While everyone was hightailing it to Florida to wax their boards and shred, there were some scary guys who were content to stay home in the snow and keep shit REAL – such as Fleshgrind main man Rich Lipscomb, who would go on to found United Guttural Records and together with bands like Waco Jesus, Lividity, and Deaden, would establish that, just like NY, Florida and Sweden, the Midwest USA had its own scene and style.

This style was characterized by old school underground diehards who pushed the limits of gore, perversion, and misogyny in pounding, primitive Death Metal with guttural vocals. Say what you want about it – this scene caught on in a big way worldwide and had a huge influence on Death Metal as a whole in the years that followed. That’s exactly how I would describe this demo – unapologetically brutal Death Metal.  Just like John Wayne, Levi’s, and Budweiser, what could be more American? The late, great Joe Ptaceck (R.I.P.) of Broken Hope even makes a guest appearance on this classic heirloom of vintage guttural brutality.

 

  6 Responses to “ANNIVERSARY REVIEWS BY WILLIAM SMITH: THE CLASS OF 1993”

  1. Wasnt that Phantasm demo released in ’92?

    If so, how about Molested – Unborn Woods in Doom

  2. Phantasm sounds like something I could enjoy. Thank you for that.

  3. “(In all honesty, I was 11 years old in 1993 and got into tape trading about 3 years later – what a poser!)”

    I was 3 years old in 1993, I didn’t get into metal until I was 13, and I was first exposed to the death metal underground through file sharing. I’m even more of a poser than you!

    • You’re both posers. I was listening to metal in he womb!!!

      No, wait… sorry… I mean, I was exposed to heavy metal toxicity in the womb. Which explains a lot.

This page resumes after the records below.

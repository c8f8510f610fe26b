//! Period-based velocity estimation.
//!
//! Velocity is the reciprocal of the interval between the two most recent
//! encoder edges, not a windowed average. The estimator only recomputes when
//! new edges have arrived since its last call; otherwise it holds the last
//! magnitude. Independently of that, once the newest edge in the snapshot is
//! older than the stall window the magnitude is zero, however late the first
//! call after the motor stopped arrives.

use crate::encoder::EncoderState;

const MICROS_PER_SECOND: f32 = 1_000_000.0;
const MICROS_PER_MILLI: u64 = 1_000;

/// What happened during one [`VelocityEstimator::estimate`] call.
#[derive(Debug, Clone, Copy, PartialEq, Default)]
pub struct VelocityUpdate {
    /// Signed velocity in counts per second
    pub velocity: f32,
    /// The raw magnitude exceeded the ceiling and was clamped
    pub ceiling_clamped: bool,
    /// Velocity was forced to zero by the stall timeout on this call
    pub stalled: bool,
    /// New edges arrived but their timestamps were equal or reversed
    pub time_anomaly: bool,
}

/// Velocity estimator state.
#[derive(Debug, Clone, Copy, PartialEq)]
pub struct VelocityEstimator {
    max_velocity: f32,
    stall_timeout_ms: u32,
    magnitude: f32,
    velocity: f32,
    last_seen_transitions: u32,
}

impl VelocityEstimator {
    /// Estimator at rest.
    pub const fn new(max_velocity: f32, stall_timeout_ms: u32) -> Self {
        Self {
            max_velocity,
            stall_timeout_ms,
            magnitude: 0.0,
            velocity: 0.0,
            last_seen_transitions: 0,
        }
    }

    /// Back to rest without changing limits.
    pub fn reset(&mut self) {
        *self = Self::new(self.max_velocity, self.stall_timeout_ms);
    }

    /// Change the ceiling and stall window. Takes effect on the next call.
    pub fn set_limits(&mut self, max_velocity: f32, stall_timeout_ms: u32) {
        self.max_velocity = max_velocity;
        self.stall_timeout_ms = stall_timeout_ms;
    }

    /// Update the estimate from an encoder snapshot.
    ///
    /// `now_ms` must come from the same monotonic source as the snapshot's
    /// microsecond timestamps.
    ///
    /// 1. New edges with a positive interval set the magnitude to
    ///    `1e6 / interval`.
    /// 2. If the newest edge is older than the stall timeout the magnitude
    ///    is zero. This is checked on every call, including calls that see
    ///    new edges.
    /// 3. The magnitude is clamped to `[0, max_velocity]`.
    /// 4. The snapshot's direction provides the sign.
    pub fn estimate(&mut self, snapshot: &EncoderState, now_ms: u64) -> VelocityUpdate {
        let mut update = VelocityUpdate::default();

        if snapshot.transitions != self.last_seen_transitions {
            self.last_seen_transitions = snapshot.transitions;
            match snapshot.transition_interval_us() {
                Some(dt_us) => self.magnitude = MICROS_PER_SECOND / interval_as_f32(dt_us),
                None => update.time_anomaly = true,
            }
        }

        let idle_ms = self.idle_ms(snapshot, now_ms);
        if idle_ms > u64::from(self.stall_timeout_ms) && self.magnitude > 0.0 {
            self.magnitude = 0.0;
            update.stalled = true;
        }

        if self.magnitude > self.max_velocity {
            self.magnitude = self.max_velocity;
            update.ceiling_clamped = true;
        }
        self.magnitude = self.magnitude.max(0.0);

        self.velocity = snapshot.direction.apply(self.magnitude);
        update.velocity = self.velocity;
        update
    }

    /// Milliseconds since the newest edge in `snapshot`. A clock behind the
    /// edge timestamp reads as zero.
    #[inline]
    pub fn idle_ms(&self, snapshot: &EncoderState, now_ms: u64) -> u64 {
        now_ms.saturating_sub(snapshot.last_transition_us / MICROS_PER_MILLI)
    }

    /// Last signed estimate.
    #[inline]
    pub fn velocity(&self) -> f32 {
        self.velocity
    }

    /// Configured ceiling in counts per second.
    #[inline]
    pub fn max_velocity(&self) -> f32 {
        self.max_velocity
    }

    /// Configured stall window in milliseconds.
    #[inline]
    pub fn stall_timeout_ms(&self) -> u32 {
        self.stall_timeout_ms
    }
}

#[inline]
#[expect(
    clippy::cast_precision_loss,
    reason = "edge intervals are far below 2^24 us in practice"
)]
fn interval_as_f32(dt_us: u64) -> f32 {
    dt_us as f32
}
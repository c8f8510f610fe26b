//! Error types for the DC motor controller workspace.
//!
//! The control loop itself never returns errors: time anomalies, sensor noise
//! and integrator windup are handled by numeric policy inside the loop. The
//! types in this crate cover the configuration path, where a bad parameter
//! must be surfaced before the first update cycle instead of turning into
//! undefined clamping behavior at drive time.
//!
//! - [`config`]: validation errors for motor configuration
//! - [`common`]: the top-level [`MotorError`] and severity classification
//!
//! # Example
//!
//! ```
//! use dcmotor_errors::prelude::*;
//!
//! fn check_cutoff(cutoff_hz: f32) -> MotorResult<f32> {
//!     if !(cutoff_hz > 0.0) {
//!         return Err(ConfigError::out_of_range("cutoff_hz", cutoff_hz, 0.0, f32::MAX).into());
//!     }
//!     Ok(cutoff_hz)
//! }
//!
//! assert!(check_cutoff(2.5).is_ok());
//! assert!(check_cutoff(0.0).is_err());
//! ```

#![no_std]
#![deny(unsafe_op_in_unsafe_fn, clippy::unwrap_used)]
#![warn(missing_docs, rust_2018_idioms)]
#![cfg_attr(docsrs, feature(doc_cfg))]

#[cfg(any(test, feature = "std"))]
extern crate std;

pub mod common;
pub mod config;
pub mod prelude;

pub use common::{ErrorSeverity, MotorError};
pub use config::ConfigError;

/// A specialized `Result` type for motor controller setup operations.
pub type MotorResult<T> = core::result::Result<T, MotorError>;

    • I was 22 for most of 1993 and rather than listening to death metal, I was listening to Helmet and Quicksand, so I’m the bigger poser. Now you kids get off my lawn!

  4. You caught me, dude, I actually reviewed “The Abominable” collection cd which was released in 1995, but was a collection of re-released demo material from 1992 – I figured the recording and release dates met in the middle somewhere around 1993… I missed it last year and couldn’t wait until 2022 to review it! One of my all time favorite albums there!